* WORK REQUEST: Search the data for the string "crates", and report each line where it is found.

* SOURCE RECORDS:
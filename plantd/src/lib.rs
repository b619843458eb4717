//! # plantd
//!
//! The `plantd` fabric: a Majordomo Protocol v0.2 (MDPv0.2) message
//! broker, client, and worker, plus a supervision overlay for
//! circuit-breaking and health aggregation across dependencies.
//!
//! ## Architecture
//!
//! The fabric is structured as a small set of focused crates, all
//! re-exported here:
//!
//! - [`plantd_protocol`]: sans-IO framing and the `Message` codec (C1)
//! - [`plantd_net`]: TCP transport -- a reconnecting single-peer
//!   `Connection` for endpoints, and a multi-peer accept loop for the broker
//! - [`plantd_client`]: the request/reply caller endpoint (C2)
//! - [`plantd_worker`]: the service-implementing endpoint (C3)
//! - [`plantd_broker`]: worker registry, dispatch, liveness, and MMI (C4)
//! - [`plantd_supervision`]: circuit breaker and health aggregator (C5)
//!
//! `plantd-core` supplies the shared kernel underneath all of them
//! (actor/socket plumbing, the router hub, transport options, and the
//! error taxonomy) and is re-exported as [`core`] for callers who need
//! to reach it directly.
//!
//! ## Quick start
//!
//! ```rust,no_run
//! use plantd::{Client, Worker, WorkerConfig};
//! use bytes::Bytes;
//!
//! # async fn example() -> Result<(), Box<dyn std::error::Error>> {
//! let addr = "127.0.0.1:9797".parse()?;
//!
//! // A worker registers for a service and answers requests.
//! let mut worker = Worker::new(addr, "echo", WorkerConfig::default());
//! compio::runtime::spawn(async move {
//!     let _ = worker.serve(|payload| payload).await;
//! })
//! .detach();
//!
//! // A client sends a request and waits for the matching reply.
//! let mut client = Client::connect(addr).await?;
//! let reply = client.send("echo", vec![Bytes::from_static(b"hi")]).await?;
//! assert_eq!(reply, vec![Bytes::from_static(b"hi")]);
//! # Ok(())
//! # }
//! ```
//!
//! Running the broker itself is normally done through the
//! `plantd-broker` binary shipped alongside this crate, not by calling
//! [`plantd_broker::run`] directly -- but library embedders are free to
//! do so.
//!
//! ## Safety
//!
//! `unsafe` is forbidden in every crate of this fabric
//! (`#![deny(unsafe_code)]`); all framing, routing, and transport logic
//! is ordinary safe Rust built on `compio` and `flume`.

#![warn(missing_docs)]
#![warn(clippy::all)]
// Allow some pedantic patterns
#![allow(clippy::module_name_repetitions)]
#![allow(clippy::must_use_candidate)]
#![allow(clippy::needless_pass_by_value)]
#![allow(clippy::future_not_send)] // Runtime-agnostic design
#![allow(clippy::missing_errors_doc)] // Will add gradually
#![allow(clippy::doc_markdown)] // Too many false positives

// Re-export the shared kernel for callers reaching past the endpoint crates.
pub use plantd_core as core;
pub use plantd_protocol as protocol;

pub use bytes::Bytes;
pub use plantd_broker::{BrokerConfig, DEFAULT_MAX_QUEUE};
pub use plantd_client::{Client, DEFAULT_RETRIES, DEFAULT_TIMEOUT, MMI_SERVICE};
pub use plantd_core::error::PlantdError;
pub use plantd_core::options::TransportOptions;
pub use plantd_supervision::{CircuitBreaker, CircuitState, HealthAggregator, Overall, Pingable, Status};
pub use plantd_worker::{Worker, WorkerConfig, WorkerState};

/// `plantd-broker` process configuration (CLI flags and their
/// `PLANTD_*` environment fallbacks).
pub mod config;
/// Development helper for installing a best-effort tracing subscriber
/// in tests and benches.
pub mod dev_tracing;
/// Always-on tracing setup used by the `plantd-broker` binary.
pub mod logging;
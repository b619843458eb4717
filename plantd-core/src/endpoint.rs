//! Endpoint abstraction for transport-agnostic socket addressing.
//!
//! Provides unified addressing for TCP and IPC transports with parsing support.

use std::fmt;
use std::net::SocketAddr;
use std::path::PathBuf;
use std::str::FromStr;

/// Transport endpoint address.
#[derive(Debug, Clone, PartialEq, Eq, Hash)]
pub enum Endpoint {
    /// TCP transport: `tcp://host:port`
    Tcp(SocketAddr),
    /// IPC transport (Unix domain socket): `ipc:///path/to/socket`
    #[cfg(unix)]
    Ipc(PathBuf),
    /// In-process transport: `inproc://name`
    Inproc(String),
}

impl Endpoint {
    /// Parse an endpoint from a string.
    ///
    /// Supported formats:
    /// - `tcp://127.0.0.1:5555`
    /// - `tcp://[::1]:5555` (IPv6)
    /// - `ipc:///tmp/socket.sock` (Unix only)
    /// - `inproc://name`
    ///
    /// # Examples
    ///
    /// ```
    /// use plantd_core::endpoint::Endpoint;
    ///
    /// let endpoint = Endpoint::parse("tcp://127.0.0.1:5555").unwrap();
    /// assert!(matches!(endpoint, Endpoint::Tcp(_)));
    ///
    /// # #[cfg(unix)]
    /// # {
    /// let endpoint = Endpoint::parse("ipc:///tmp/test.sock").unwrap();
    /// assert!(matches!(endpoint, Endpoint::Ipc(_)));
    /// # }
    ///
    /// let endpoint = Endpoint::parse("inproc://my-endpoint").unwrap();
    /// assert!(matches!(endpoint, Endpoint::Inproc(_)));
    /// ```
    pub fn parse(s: &str) -> Result<Self, EndpointError> {
        s.parse()
    }

    /// Returns true if this is a TCP endpoint.
    pub fn is_tcp(&self) -> bool {
        matches!(self, Endpoint::Tcp(_))
    }

    /// Returns true if this is an IPC endpoint.
    #[cfg(unix)]
    pub fn is_ipc(&self) -> bool {
        matches!(self, Endpoint::Ipc(_))
    }

    /// Returns true if this is an inproc endpoint.
    pub fn is_inproc(&self) -> bool {
        matches!(self, Endpoint::Inproc(_))
    }
}

impl FromStr for Endpoint {
    type Err = EndpointError;

    fn from_str(s: &str) -> Result<Self, Self::Err> {
        if let Some(addr) = s.strip_prefix("tcp://") {
            let socket_addr = addr
                .parse::<SocketAddr>()
                .map_err(|_| EndpointError::InvalidTcpAddress(addr.to_string()))?;
            Ok(Endpoint::Tcp(socket_addr))
        } else if let Some(path) = s.strip_prefix("ipc://") {
            #[cfg(unix)]
            {
                Ok(Endpoint::Ipc(PathBuf::from(path)))
            }
            #[cfg(not(unix))]
            {
                Err(EndpointError::IpcNotSupported)
            }
        } else if let Some(name) = s.strip_prefix("inproc://") {
            if name.is_empty() {
                Err(EndpointError::InvalidInprocName(
                    "inproc name cannot be empty".to_string(),
                ))
            } else {
                Ok(Endpoint::Inproc(name.to_string()))
            }
        } else {
            Err(EndpointError::InvalidScheme(s.to_string()))
        }
    }
}

impl fmt::Display for Endpoint {
    fn fmt(&self, f: &mut fmt::Formatter<'_>) -> fmt::Result {
        match self {
            Endpoint::Tcp(addr) => write!(f, "tcp://{}", addr),
            #[cfg(unix)]
            Endpoint::Ipc(path) => write!(f, "ipc://{}", path.display()),
            Endpoint::Inproc(name) => write!(f, "inproc://{}", name),
        }
    }
}

/// Errors that can occur when parsing or using endpoints.
#[derive(Debug, thiserror::Error)]
pub enum EndpointError {
    #[error("Invalid scheme in endpoint: {0} (expected tcp://, ipc://, or inproc://)")]
    InvalidScheme(String),

    #[error("Invalid TCP address: {0}")]
    InvalidTcpAddress(String),

    #[error("Invalid inproc name: {0}")]
    InvalidInprocName(String),

    #[error("IPC transport not supported on this platform")]
    IpcNotSupported,

    #[error("I/O error: {0}")]
    Io(#[from] std::io::Error),
}

#[cfg(test)]
mod tests {
    use super::*;

    #[test]
    fn test_parse_tcp_ipv4() {
        let endpoint = Endpoint::parse("tcp://127.0.0.1:5555").unwrap();
        assert!(matches!(endpoint, Endpoint::Tcp(_)));
        assert_eq!(endpoint.to_string(), "tcp://127.0.0.1:5555");
    }

    #[test]
    fn test_parse_tcp_ipv6() {
        let endpoint = Endpoint::parse("tcp://[::1]:5555").unwrap();
        assert!(matches!(endpoint, Endpoint::Tcp(_)));
    }

    #[cfg(unix)]
    #[test]
    fn test_parse_ipc() {
        let endpoint = Endpoint::parse("ipc:///tmp/test.sock").unwrap();
        assert!(matches!(endpoint, Endpoint::Ipc(_)));
        assert_eq!(endpoint.to_string(), "ipc:///tmp/test.sock");
    }

    #[test]
    fn test_invalid_scheme() {
        let result = Endpoint::parse("http://127.0.0.1:5555");
        assert!(matches!(result, Err(EndpointError::InvalidScheme(_))));
    }

    #[test]
    fn test_invalid_tcp_address() {
        let result = Endpoint::parse("tcp://invalid:port");
        assert!(matches!(result, Err(EndpointError::InvalidTcpAddress(_))));
    }

    #[test]
    fn test_parse_inproc() {
        let endpoint = Endpoint::parse("inproc://my-endpoint").unwrap();
        assert!(matches!(endpoint, Endpoint::Inproc(_)));
        assert_eq!(endpoint.to_string(), "inproc://my-endpoint");
    }

    #[test]
    fn test_invalid_inproc_empty() {
        let result = Endpoint::parse("inproc://");
        assert!(matches!(result, Err(EndpointError::InvalidInprocName(_))));
    }
}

* EXERCISE ANSWER:
//! The fabric is structured as a small set of focused crates, all
// Re-export the shared kernel for callers reaching past the endpoint crates.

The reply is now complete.